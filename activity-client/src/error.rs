//! Client errors.

use std::path::PathBuf;

use thiserror::Error;

use crate::backend::BackendError;
use crate::document::DocumentError;

/// Errors surfaced to callers of the client stores.
///
/// Most store operations contain their failures (error slots, audit lines);
/// only detail fetches, cancellation and export hand errors back.
#[derive(Debug, Error)]
pub enum ClientError {
    /// Backend call failed.
    #[error(transparent)]
    Backend(#[from] BackendError),

    /// Persisted document failed.
    #[error("document error: {0}")]
    Document(#[from] DocumentError),

    /// Export artifact could not be written.
    #[error("failed to write export {path}: {source}")]
    Export {
        /// Destination file.
        path: PathBuf,
        /// Underlying I/O error.
        source: std::io::Error,
    },
}

#[cfg(test)]
mod tests {
    use super::*;

    #[test]
    fn backend_error_display_passes_through() {
        let err = ClientError::from(BackendError::Rejected("time CONFLICT".into()));
        assert_eq!(err.to_string(), "time CONFLICT");
    }

    #[test]
    fn error_is_send_sync() {
        fn assert_send_sync<T: Send + Sync>() {}
        assert_send_sync::<ClientError>();
    }
}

● **EXERCISE INSTRUCTIONS**:
Look back over the material above and state how many lines hold the word "DocumentError". Write the number and nothing else.

● **ANSWER TO THIS TASK**:
2